# ML for Finance
## Fall 2020
---

## Web Crawling & Data Parsing
* A **Web crawler**, sometimes called a spider or spiderbot and often shortened to crawler, is an Internet bot that systematically browses the World Wide Web, typically for the purpose of Web indexing (web spidering).
* **Parsing**, syntax analysis, or syntactic analysis is the process of analysing a string of symbols, either in natural language, computer languages or data structures, conforming to the rules of a formal grammar.
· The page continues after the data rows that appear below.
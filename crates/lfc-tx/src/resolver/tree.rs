//! Lazy enumeration of every path inside a record.

use std::vec;

use crate::codec::decode_node;
use crate::error::DecodeError;
use crate::model::Node;
use crate::schema::SchemaVersion;

struct Frame {
    prefix: Option<String>,
    children: vec::IntoIter<(String, Node)>,
}

/// Pre-order, depth-first iterator over the paths of a node.
///
/// Each call to [`traverse`] or [`tree`] builds its own iterator with its
/// own stack, so walks never interfere with each other.
pub struct Paths {
    stack: Vec<Frame>,
}

impl Iterator for Paths {
    type Item = String;

    fn next(&mut self) -> Option<String> {
        loop {
            let frame = self.stack.last_mut()?;
            let Some((key, child)) = frame.children.next() else {
                self.stack.pop();
                continue;
            };

            let path = match &frame.prefix {
                Some(prefix) => format!("{}/{}", prefix, key),
                None => key,
            };
            if !child.is_leaf() {
                self.stack.push(Frame {
                    prefix: Some(path.clone()),
                    children: child.into_children().into_iter(),
                });
            }
            return Some(path);
        }
    }
}

/// Walks `node`, prefixing every emitted path with `prefix` when given.
///
/// Leaves (strings, integers, bytes, links, null) emit nothing.
pub fn traverse(node: &Node, prefix: Option<&str>) -> Paths {
    Paths {
        stack: vec![Frame {
            prefix: prefix.map(str::to_string),
            children: node.clone().into_children().into_iter(),
        }],
    }
}

/// Decodes `bytes` with the default schema and walks the record.
pub fn tree(bytes: &[u8]) -> Result<Paths, DecodeError> {
    tree_with_schema(bytes, SchemaVersion::default())
}

/// Decodes `bytes` with `schema` and walks the record.
pub fn tree_with_schema(bytes: &[u8], schema: SchemaVersion) -> Result<Paths, DecodeError> {
    let node = decode_node(bytes, schema)?;
    Ok(traverse(&node, None))
}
The term parsing comes from Latin pars (orationis), meaning part (of speech).

## Library `requests`

This [library](http://docs.python-requests.org/en/latest/) helps to download webpages in Python environment.

In [None]:
#!pip install requests --user

In [None]:
import requests

If OK, then try to get the webpage

In [None]:
# Term Paper Page Example
r = requests.get('https://spb.hse.ru/en/ma/finance/VKR')

In [None]:
# CHECK the status of loading
r.ok

In [None]:
# Print the HTML-code of webpage
print(r.text)

In [None]:
# Check Timetable...
page = 'https://spb.hse.ru/ma/finance/timetable?fromdate=2020.11.16&todate=2020.11.21&groupoid=38882&receiverType=3&timetable-courses=2&timetable-groups=38882'
q = requests.get(page)

In [None]:
q.ok

In [None]:
q.content

---

## Before Parsing...
### Few words about HTML

Create simple `*.html` as example

In [None]:
my_html = '''
<!DOCTYPE html>
<html lang="en">
<head>
    <meta charset = "UTF-8">
    <title>Title</title>
</head>
<body>
<h1>Hello</h1>
<p>I'm a paragraph.</p>
<hr>
<ol>
    <li>One</li>
    <li>Two</li>
</ol>
    
</body>
</html>
'''

In [None]:
with open('my.html', 'w') as f:
    f.write(my_html)

Then `*.html` with table...

In [None]:
my_html2 = '''
<!DOCTYPE html>
<html lang="en">
<head>
    <meta charset = "UTF-8">
    <title>Title</title>
    <style type='text/css;'>
        table {
        border-collapse: collapse;
    }

    table, th, td {
        border: 1px solid black;
    }
    </style>
</head>
<body>
<h1>Hello</h1>
<p>I'm a paragraph.</p>
<hr>
<ol>
    <li>One</li>
    <li>Two</li>
</ol>
<table>
    <tr>
        <td>
            Cell 1
        </td>
        <td>
            Cell 2
        </td>
    </tr>
    <tr>
        <td>
            Cell 3
        </td>
        <td>
            Cell 4
        </td>
    </tr>
</table>
</body>
</html>
'''
with open('my2.html', 'w') as f:
    f.write(my_html2)

We can now open these simple pages and have a glance on them

## BeautifulSoup

[BeautifulSoup](https://www.crummy.com/software/BeautifulSoup/bs4/doc/) - the most popular library for data parsing from webpages in Python. It creates a parse tree for parsed pages that can be used to extract data from HTML, which is useful for web scraping.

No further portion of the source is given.